The health insurance public option might be fizzling. The left is OK with that., NBC News, June 5, 2021, by Benjy Sarlin and Sahil Kapur
“A decade later, Joe Biden campaigned on making the public option a reality, but so far, he’s done little to get Congress to enact one. Instead of outrage, influential progressives seem to be OK watching the promise go unfilled, preferring to pursue universal health care through other means, like expanding Medicare eligibility.
Elected officials, health care activists and experts who spoke to NBC News said the issue has fallen off the national radar and will be difficult to revive without a major push by the White House.
Responding to the pandemic has consumed much of Biden’s attention in his first months in office. And beyond that, he has a long list of agenda items to get to first, including many that are popular with progressives.
“I don’t think there’s a dynamic where we see it at the center of a political fight again,” said Alex Lawson, the executive director of the left-leaning group Social Security Works.”
By Eagan Kemp
No one should mourn the end of a push for a public option in health care. It was never the solution the country needed for health reform.
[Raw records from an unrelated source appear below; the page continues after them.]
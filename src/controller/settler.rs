use std::sync::Arc;

use tokio::{
    sync::mpsc::{self, Sender},
    task::JoinHandle,
    time::Instant,
};
use tracing::{debug, error, info};
use value_debouncer::{DebounceError, DebouncedValue, Delay, Subscription, TokioScheduler};

use crate::{
    config::GLOBAL_CONFIG,
    render::{RenderEvent, Settled},
};

use super::context::{SettleEvent, SettleOptions};

// Settler runs a dedicated task owning one debounced holder.
// Input lines arrive as SettleEvents, settled values leave as RenderEvents.
#[derive(Debug)]
pub struct Settler {
    render_tx: Sender<RenderEvent>,
    options: SettleOptions,
}

struct Published {
    seq: u64,
    started: Instant,
}

impl Published {
    async fn forward(&mut self, value: Option<String>, render_tx: &Sender<RenderEvent>) -> bool {
        // the holder starts empty and never goes back to empty
        let Some(value) = value else {
            return true;
        };
        self.seq += 1;
        let settled = Settled {
            value,
            seq: self.seq,
            elapsed: self.started.elapsed(),
        };
        if let Err(e) = render_tx.send(RenderEvent::Settled(settled)).await {
            error!("render tx error: {}", e);
            return false;
        }
        true
    }

    /// Forward a value published but not yet picked up by the loop.
    async fn drain(
        &mut self,
        subscription: &mut Subscription<Option<String>>,
        render_tx: &Sender<RenderEvent>,
    ) {
        if subscription.has_changed().unwrap_or(false) {
            if let Ok(value) = subscription.changed().await {
                self.forward(value, render_tx).await;
            }
        }
    }
}

impl Settler {
    /// Settler configured from [`GLOBAL_CONFIG`].
    pub fn new(render_tx: Sender<RenderEvent>) -> Self {
        let options = SettleOptions::from(&*GLOBAL_CONFIG.read());
        Self::with_options(render_tx, options)
    }

    pub fn with_options(render_tx: Sender<RenderEvent>, options: SettleOptions) -> Self {
        Self { render_tx, options }
    }

    pub fn initialize(&self) -> Result<(Sender<SettleEvent>, JoinHandle<()>), DebounceError> {
        let scheduler = Arc::new(TokioScheduler::try_current()?);
        let (tx, mut rx) = mpsc::channel::<SettleEvent>(64);
        let render_tx = self.render_tx.clone();
        let options = self.options;

        let task = tokio::spawn(async move {
            let holder =
                DebouncedValue::with_equality(None, options.delay, scheduler, options.equality);
            let mut subscription = holder.subscribe();
            let mut delay: Delay = options.delay;
            let mut latest: Option<String> = None;
            let mut published = Published {
                seq: 0,
                started: Instant::now(),
            };

            loop {
                tokio::select! {
                    some_event = rx.recv() => {
                        let event = some_event.unwrap_or(SettleEvent::Eof);
                        match event {
                            SettleEvent::Input(value) => {
                                latest = Some(value);
                                holder.observe(latest.clone(), delay);
                            }
                            SettleEvent::DelayChanged(new_delay) => {
                                debug!("delay changed to {}ms", new_delay.as_millis());
                                delay = new_delay;
                                if latest.is_some() {
                                    holder.observe(latest.clone(), delay);
                                }
                            }
                            SettleEvent::Eof => {
                                if options.flush_on_eof {
                                    holder.wait_settled().await;
                                }
                                holder.close();
                                published.drain(&mut subscription, &render_tx).await;
                                break;
                            }
                        }
                    }

                    changed = subscription.changed() => {
                        match changed {
                            Ok(value) => {
                                if !published.forward(value, &render_tx).await {
                                    break;
                                }
                            }
                            Err(e) => {
                                error!("settled value subscription ended: {}", e);
                                break;
                            }
                        }
                    }
                }
            }

            info!("settle loop finished after {} values", published.seq);
        });

        Ok((tx, task))
    }
}

#[cfg(test)]
mod tests {
    use std::time::Duration;

    use tokio::{
        sync::mpsc::Receiver,
        time::{sleep, sleep_until},
    };

    use super::*;
    use crate::entity::EqualityMode;

    fn options(delay_ms: i64, flush_on_eof: bool) -> SettleOptions {
        SettleOptions {
            delay: Delay::from_millis(delay_ms),
            equality: EqualityMode::Exact,
            flush_on_eof,
        }
    }

    fn start(
        options: SettleOptions,
    ) -> (Sender<SettleEvent>, JoinHandle<()>, Receiver<RenderEvent>) {
        let (render_tx, render_rx) = mpsc::channel(64);
        let (tx, task) = Settler::with_options(render_tx, options)
            .initialize()
            .unwrap();
        (tx, task, render_rx)
    }

    fn values(mut render_rx: Receiver<RenderEvent>) -> Vec<(String, u64)> {
        let mut values = Vec::new();
        while let Ok(RenderEvent::Settled(settled)) = render_rx.try_recv() {
            values.push((settled.value, settled.elapsed.as_millis() as u64));
        }
        values
    }

    /// The value settled `expected_ms` after the loop started, give or take
    /// one timer tick.
    fn assert_settled_at(published: &[(String, u64)], value: &str, expected_ms: u64) {
        assert_eq!(published.len(), 1, "{:?}", published);
        assert_eq!(published[0].0, value);
        assert!(
            (expected_ms..=expected_ms + 1).contains(&published[0].1),
            "settled at {}ms, expected {}ms",
            published[0].1,
            expected_ms
        );
    }

    fn input(value: &str) -> SettleEvent {
        SettleEvent::Input(value.to_string())
    }

    #[tokio::test(start_paused = true)]
    async fn test_burst_publishes_last_value() {
        let begin = Instant::now();
        let (tx, task, render_rx) = start(options(300, false));

        tx.send(input("a")).await.unwrap();
        sleep_until(begin + Duration::from_millis(100)).await;
        tx.send(input("b")).await.unwrap();
        sleep_until(begin + Duration::from_millis(150)).await;
        tx.send(input("c")).await.unwrap();

        sleep_until(begin + Duration::from_millis(600)).await;
        tx.send(SettleEvent::Eof).await.unwrap();
        task.await.unwrap();

        assert_settled_at(&values(render_rx), "c", 450);
    }

    #[tokio::test(start_paused = true)]
    async fn test_spaced_inputs_each_published() {
        let (tx, task, render_rx) = start(options(100, false));

        for value in ["a", "b", "a"] {
            tx.send(input(value)).await.unwrap();
            sleep(Duration::from_millis(150)).await;
        }
        // repeating the settled value publishes nothing
        tx.send(input("a")).await.unwrap();
        sleep(Duration::from_millis(150)).await;
        drop(tx);
        task.await.unwrap();

        let published: Vec<String> = values(render_rx).into_iter().map(|(v, _)| v).collect();
        assert_eq!(published, vec!["a", "b", "a"]);
    }

    #[tokio::test(start_paused = true)]
    async fn test_eof_discards_pending_value() {
        let (tx, task, render_rx) = start(options(300, false));

        tx.send(input("lost")).await.unwrap();
        sleep(Duration::from_millis(10)).await;
        tx.send(SettleEvent::Eof).await.unwrap();
        task.await.unwrap();

        assert!(values(render_rx).is_empty());
    }

    #[tokio::test(start_paused = true)]
    async fn test_flush_on_eof_waits_for_pending_value() {
        let (tx, task, render_rx) = start(options(300, true));

        tx.send(input("kept")).await.unwrap();
        tx.send(SettleEvent::Eof).await.unwrap();
        task.await.unwrap();

        assert_settled_at(&values(render_rx), "kept", 300);
    }

    #[tokio::test(start_paused = true)]
    async fn test_delay_change_restarts_wait() {
        let begin = Instant::now();
        let (tx, task, render_rx) = start(options(100, true));

        tx.send(input("x")).await.unwrap();
        sleep_until(begin + Duration::from_millis(50)).await;
        tx.send(SettleEvent::DelayChanged(Delay::from_millis(400)))
            .await
            .unwrap();
        tx.send(SettleEvent::Eof).await.unwrap();
        task.await.unwrap();

        assert_settled_at(&values(render_rx), "x", 450);
    }

    #[tokio::test(start_paused = true)]
    async fn test_equality_mode_applies_to_inputs() {
        let (tx, task, render_rx) = start(SettleOptions {
            equality: EqualityMode::Trim,
            ..options(100, true)
        });

        tx.send(input("tokio")).await.unwrap();
        sleep(Duration::from_millis(150)).await;
        tx.send(input("  tokio  ")).await.unwrap();
        sleep(Duration::from_millis(150)).await;
        tx.send(SettleEvent::Eof).await.unwrap();
        task.await.unwrap();

        let published: Vec<String> = values(render_rx).into_iter().map(|(v, _)| v).collect();
        assert_eq!(published, vec!["tokio"]);
    }
}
The risks inherent in a public option completely overwhelm any potential gains. Given the rapid rise in for-profit companies gaming Medicare through Medicare Advantage, there is no reason to believe that a public option would be any different when it comes to insurers dumping patients with high health needs, while retaining patients that are profitable. If the for-profit insurers can cherry-pick healthier Americans through seemingly more favorable plans (while they are healthy), then the public option could become overly burdened and unsustainable.
In addition, a public option would have just been one more area of added complexity in our already fragmented health care system, which already struggled to respond to the COVID-19 crisis.
A public option would also further entrench the power of for-profit insurers. And the massive administrative waste of private insurance companies would continue under a public option, whereas under Medicare for All the reduction in administrative savings would be more than $500 billion a year.
In terms of political feasibility, there is the perception that less comprehensive reforms could have an easier chance of passing. However, the companies that profit off our healthcare system have shown they are just as opposed to the most basic public option proposal as they are to Medicare for All. Both the Partnership for America’s Health Care Future and Coalition Against Socialized Medicine—which strongly oppose Medicare for All as well as a public option —have shown they will not compromise on behalf of their corporate backers.
While proponents of a public option may try to make their proposal sound “reasonable,” it wouldn’t come close to matching Medicare for All. Whether it is savings for families, savings for the country or ensuring that everyone in the country has guaranteed access to medically necessary care, only Medicare for All would create the health care system we need.